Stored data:
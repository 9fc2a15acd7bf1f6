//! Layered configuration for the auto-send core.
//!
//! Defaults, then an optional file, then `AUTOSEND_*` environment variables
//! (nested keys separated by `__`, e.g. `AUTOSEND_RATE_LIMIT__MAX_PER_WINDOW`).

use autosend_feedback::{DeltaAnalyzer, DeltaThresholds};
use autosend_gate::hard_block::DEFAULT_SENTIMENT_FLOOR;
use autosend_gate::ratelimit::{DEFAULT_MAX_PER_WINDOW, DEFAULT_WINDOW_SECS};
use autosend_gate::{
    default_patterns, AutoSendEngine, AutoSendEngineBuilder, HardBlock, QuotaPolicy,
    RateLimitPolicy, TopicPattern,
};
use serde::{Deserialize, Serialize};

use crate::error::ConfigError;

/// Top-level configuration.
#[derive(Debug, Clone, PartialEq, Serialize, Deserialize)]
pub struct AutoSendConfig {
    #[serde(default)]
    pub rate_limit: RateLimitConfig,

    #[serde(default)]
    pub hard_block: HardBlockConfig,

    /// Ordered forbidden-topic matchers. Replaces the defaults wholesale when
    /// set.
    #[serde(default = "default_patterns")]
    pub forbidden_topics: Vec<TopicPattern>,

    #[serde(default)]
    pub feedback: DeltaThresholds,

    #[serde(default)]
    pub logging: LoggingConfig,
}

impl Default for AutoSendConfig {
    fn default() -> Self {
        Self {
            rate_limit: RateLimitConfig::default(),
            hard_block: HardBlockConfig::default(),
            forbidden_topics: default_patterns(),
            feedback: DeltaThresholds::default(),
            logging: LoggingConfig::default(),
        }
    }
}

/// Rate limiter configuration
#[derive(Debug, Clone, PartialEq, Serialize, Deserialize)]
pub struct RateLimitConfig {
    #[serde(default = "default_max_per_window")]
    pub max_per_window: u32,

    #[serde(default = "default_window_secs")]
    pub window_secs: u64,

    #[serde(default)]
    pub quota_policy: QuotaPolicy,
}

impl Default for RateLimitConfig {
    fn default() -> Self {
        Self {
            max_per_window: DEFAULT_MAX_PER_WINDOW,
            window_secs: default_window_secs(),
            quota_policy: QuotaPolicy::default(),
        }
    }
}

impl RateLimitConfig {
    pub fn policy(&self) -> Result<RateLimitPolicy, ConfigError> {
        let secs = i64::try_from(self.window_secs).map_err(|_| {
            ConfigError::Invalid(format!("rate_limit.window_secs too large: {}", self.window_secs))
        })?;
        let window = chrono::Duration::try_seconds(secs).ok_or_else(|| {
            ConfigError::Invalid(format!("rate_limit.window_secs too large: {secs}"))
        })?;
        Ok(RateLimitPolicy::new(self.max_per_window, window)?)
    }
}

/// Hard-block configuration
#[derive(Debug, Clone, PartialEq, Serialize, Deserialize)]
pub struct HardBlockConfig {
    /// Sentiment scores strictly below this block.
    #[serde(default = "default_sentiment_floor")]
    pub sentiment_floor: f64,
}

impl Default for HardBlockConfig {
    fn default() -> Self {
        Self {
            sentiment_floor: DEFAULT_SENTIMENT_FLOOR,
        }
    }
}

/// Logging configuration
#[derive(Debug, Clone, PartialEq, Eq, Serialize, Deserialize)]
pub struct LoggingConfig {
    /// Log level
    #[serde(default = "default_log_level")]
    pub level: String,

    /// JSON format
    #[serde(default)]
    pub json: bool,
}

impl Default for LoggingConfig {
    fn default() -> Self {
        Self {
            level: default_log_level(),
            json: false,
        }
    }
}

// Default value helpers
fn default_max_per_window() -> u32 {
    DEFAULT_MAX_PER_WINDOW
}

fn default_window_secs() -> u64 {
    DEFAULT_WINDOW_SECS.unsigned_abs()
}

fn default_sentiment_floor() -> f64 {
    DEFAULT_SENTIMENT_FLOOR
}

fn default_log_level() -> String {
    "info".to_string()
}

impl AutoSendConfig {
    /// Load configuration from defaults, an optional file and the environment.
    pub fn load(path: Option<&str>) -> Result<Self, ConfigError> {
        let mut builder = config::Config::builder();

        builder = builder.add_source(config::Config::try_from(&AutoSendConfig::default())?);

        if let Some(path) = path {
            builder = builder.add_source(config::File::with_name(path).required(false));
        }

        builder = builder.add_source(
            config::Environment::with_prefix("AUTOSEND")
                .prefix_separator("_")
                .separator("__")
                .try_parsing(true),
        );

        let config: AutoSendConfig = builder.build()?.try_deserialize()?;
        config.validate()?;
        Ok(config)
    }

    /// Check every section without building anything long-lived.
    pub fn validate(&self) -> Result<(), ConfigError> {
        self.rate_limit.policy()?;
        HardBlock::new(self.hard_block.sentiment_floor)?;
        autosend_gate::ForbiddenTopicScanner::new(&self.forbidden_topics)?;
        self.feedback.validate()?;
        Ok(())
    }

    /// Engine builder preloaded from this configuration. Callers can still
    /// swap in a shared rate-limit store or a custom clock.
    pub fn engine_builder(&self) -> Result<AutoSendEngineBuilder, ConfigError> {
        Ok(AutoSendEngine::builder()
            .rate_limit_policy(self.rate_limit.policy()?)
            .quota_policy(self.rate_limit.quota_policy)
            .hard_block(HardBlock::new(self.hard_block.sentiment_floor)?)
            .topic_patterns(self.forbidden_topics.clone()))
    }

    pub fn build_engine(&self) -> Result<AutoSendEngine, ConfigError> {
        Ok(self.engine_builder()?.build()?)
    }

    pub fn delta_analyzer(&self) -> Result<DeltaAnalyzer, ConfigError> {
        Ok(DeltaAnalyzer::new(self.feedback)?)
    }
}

...

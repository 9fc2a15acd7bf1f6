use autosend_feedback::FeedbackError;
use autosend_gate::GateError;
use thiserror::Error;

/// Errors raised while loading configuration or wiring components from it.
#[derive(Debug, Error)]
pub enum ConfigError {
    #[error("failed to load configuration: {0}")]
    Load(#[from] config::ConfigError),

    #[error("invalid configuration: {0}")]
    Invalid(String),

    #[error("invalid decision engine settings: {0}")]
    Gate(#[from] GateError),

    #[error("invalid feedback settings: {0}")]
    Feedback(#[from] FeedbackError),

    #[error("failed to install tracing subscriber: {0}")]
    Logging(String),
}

...

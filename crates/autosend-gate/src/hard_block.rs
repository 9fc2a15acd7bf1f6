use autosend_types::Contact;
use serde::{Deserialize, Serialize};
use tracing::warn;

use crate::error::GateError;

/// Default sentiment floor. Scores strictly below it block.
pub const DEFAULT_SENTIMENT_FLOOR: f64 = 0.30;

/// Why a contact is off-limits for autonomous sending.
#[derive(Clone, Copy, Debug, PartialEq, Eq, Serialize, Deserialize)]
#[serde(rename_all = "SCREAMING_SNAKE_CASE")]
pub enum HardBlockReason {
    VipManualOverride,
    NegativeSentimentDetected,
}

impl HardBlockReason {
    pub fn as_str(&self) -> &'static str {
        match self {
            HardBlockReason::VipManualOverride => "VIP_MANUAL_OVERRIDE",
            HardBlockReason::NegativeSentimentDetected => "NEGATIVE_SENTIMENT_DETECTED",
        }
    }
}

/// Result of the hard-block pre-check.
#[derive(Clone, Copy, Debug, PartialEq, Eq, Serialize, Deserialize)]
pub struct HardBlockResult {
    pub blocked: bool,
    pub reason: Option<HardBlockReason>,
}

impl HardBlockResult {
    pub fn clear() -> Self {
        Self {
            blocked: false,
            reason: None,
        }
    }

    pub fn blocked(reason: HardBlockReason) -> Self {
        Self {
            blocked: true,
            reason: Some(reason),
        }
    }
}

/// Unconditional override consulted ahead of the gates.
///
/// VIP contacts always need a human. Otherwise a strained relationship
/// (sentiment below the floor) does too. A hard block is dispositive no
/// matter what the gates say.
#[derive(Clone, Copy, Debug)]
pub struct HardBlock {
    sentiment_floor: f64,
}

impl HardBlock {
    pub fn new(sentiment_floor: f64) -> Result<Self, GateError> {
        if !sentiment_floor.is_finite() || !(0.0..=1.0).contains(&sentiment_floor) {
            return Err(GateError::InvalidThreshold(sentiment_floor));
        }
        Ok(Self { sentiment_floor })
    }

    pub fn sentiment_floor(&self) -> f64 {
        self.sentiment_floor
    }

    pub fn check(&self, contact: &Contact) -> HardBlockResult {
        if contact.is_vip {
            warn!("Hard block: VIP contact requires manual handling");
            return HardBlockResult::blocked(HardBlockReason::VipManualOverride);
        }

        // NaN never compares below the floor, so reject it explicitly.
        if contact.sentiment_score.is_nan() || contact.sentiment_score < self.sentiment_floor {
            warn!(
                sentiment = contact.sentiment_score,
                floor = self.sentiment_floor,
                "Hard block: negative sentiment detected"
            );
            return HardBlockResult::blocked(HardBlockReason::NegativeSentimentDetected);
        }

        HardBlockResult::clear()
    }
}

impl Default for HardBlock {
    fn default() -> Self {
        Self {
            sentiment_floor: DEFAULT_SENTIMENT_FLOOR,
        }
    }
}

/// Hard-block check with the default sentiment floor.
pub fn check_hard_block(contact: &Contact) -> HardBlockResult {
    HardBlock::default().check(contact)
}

# [Action item]
The expected output is each line of the records above that includes the word "path".

# [Written solution]
    pub fn load(path: Option<&str>) -> Result<Self, ConfigError> {
        if let Some(path) = path {
            builder = builder.add_source(config::File::with_name(path).required(false));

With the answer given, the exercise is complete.